Data entries
//! Per-view landmark collection.
//!
//! A [`View`] tracks the landmarks placed on one photograph against the
//! ordered label list that view requires. Points are appended in label order
//! and may be moved afterwards (drag correction) but never reordered or
//! removed.

use serde::{Deserialize, Serialize};

use crate::error::{Error, Result};
use crate::types::{Landmark, Point, ViewKind};

/// Collection progress of a view.
#[derive(Debug, Clone, Copy, PartialEq, Eq)]
pub enum ViewState {
    Empty,
    Collecting,
    Complete,
}

/// The landmarks captured so far for one camera angle.
#[derive(Debug, Clone, PartialEq, Serialize, Deserialize)]
pub struct View {
    kind: ViewKind,
    points: Vec<Landmark>,
}

impl View {
    /// New empty view requiring the standard labels for `kind`.
    pub fn new(kind: ViewKind) -> Self {
        Self {
            kind,
            points: Vec::with_capacity(kind.required_labels().len()),
        }
    }

    pub fn kind(&self) -> ViewKind {
        self.kind
    }

    pub fn state(&self) -> ViewState {
        if self.points.is_empty() {
            ViewState::Empty
        } else if self.is_complete() {
            ViewState::Complete
        } else {
            ViewState::Collecting
        }
    }

    /// Label the next `register_point` call must supply, or `None` when the
    /// view is complete.
    pub fn next_label(&self) -> Option<&'static str> {
        self.kind.required_labels().get(self.points.len()).copied()
    }

    pub fn len(&self) -> usize {
        self.points.len()
    }

    pub fn is_empty(&self) -> bool {
        self.points.is_empty()
    }

    pub fn required(&self) -> usize {
        self.kind.required_labels().len()
    }

    pub fn is_complete(&self) -> bool {
        self.points.len() == self.required()
    }

    /// Append the next landmark. Fails without mutating when the view is
    /// already complete or `label` is not the next expected label.
    pub fn register_point(&mut self, label: &str, point: Point) -> Result<()> {
        let expected = match self.next_label() {
            Some(l) => l,
            None => return Err(Error::AllPointsPlaced(self.kind)),
        };
        if label != expected {
            return Err(Error::UnexpectedLabel {
                view: self.kind,
                expected: expected.to_string(),
                got: label.to_string(),
            });
        }
        self.points.push(Landmark::new(expected, point));
        Ok(())
    }

    /// Replace the coordinate of an already-placed landmark, preserving its
    /// label and position in the capture order.
    pub fn move_point(&mut self, index: usize, point: Point) -> Result<()> {
        match self.points.get_mut(index) {
            Some(landmark) => {
                landmark.point = point;
                Ok(())
            }
            None => Err(Error::NoSuchPoint {
                view: self.kind,
                index,
            }),
        }
    }

    /// Look up a placed landmark by label.
    pub fn point(&self, label: &str) -> Option<Point> {
        self.points
            .iter()
            .find(|l| l.label == label)
            .map(|l| l.point)
    }

    pub fn landmarks(&self) -> &[Landmark] {
        &self.points
    }

    /// Owned copy of the point list, taken by the measurement engine before
    /// computing so later view mutation cannot skew an in-flight report.
    pub fn snapshot(&self) -> Vec<Landmark> {
        self.points.clone()
    }

    /// Error unless every required landmark has been placed.
    pub fn ensure_complete(&self) -> Result<()> {
        if self.is_complete() {
            Ok(())
        } else {
            Err(Error::Annotation {
                view: self.kind,
                placed: self.points.len(),
                required: self.required(),
            })
        }
    }
}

• [TASK DESCRIPTION]: Restate the records above verbatim up to and including the line containing "pub enum ViewState".

• [TASK SOLUTION]:
//! Per-view landmark collection.
//!
//! A [`View`] tracks the landmarks placed on one photograph against the
//! ordered label list that view requires. Points are appended in label order
//! and may be moved afterwards (drag correction) but never reordered or
//! removed.

use serde::{Deserialize, Serialize};

use crate::error::{Error, Result};
use crate::types::{Landmark, Point, ViewKind};

/// Collection progress of a view.
#[derive(Debug, Clone, Copy, PartialEq, Eq)]
pub enum ViewState {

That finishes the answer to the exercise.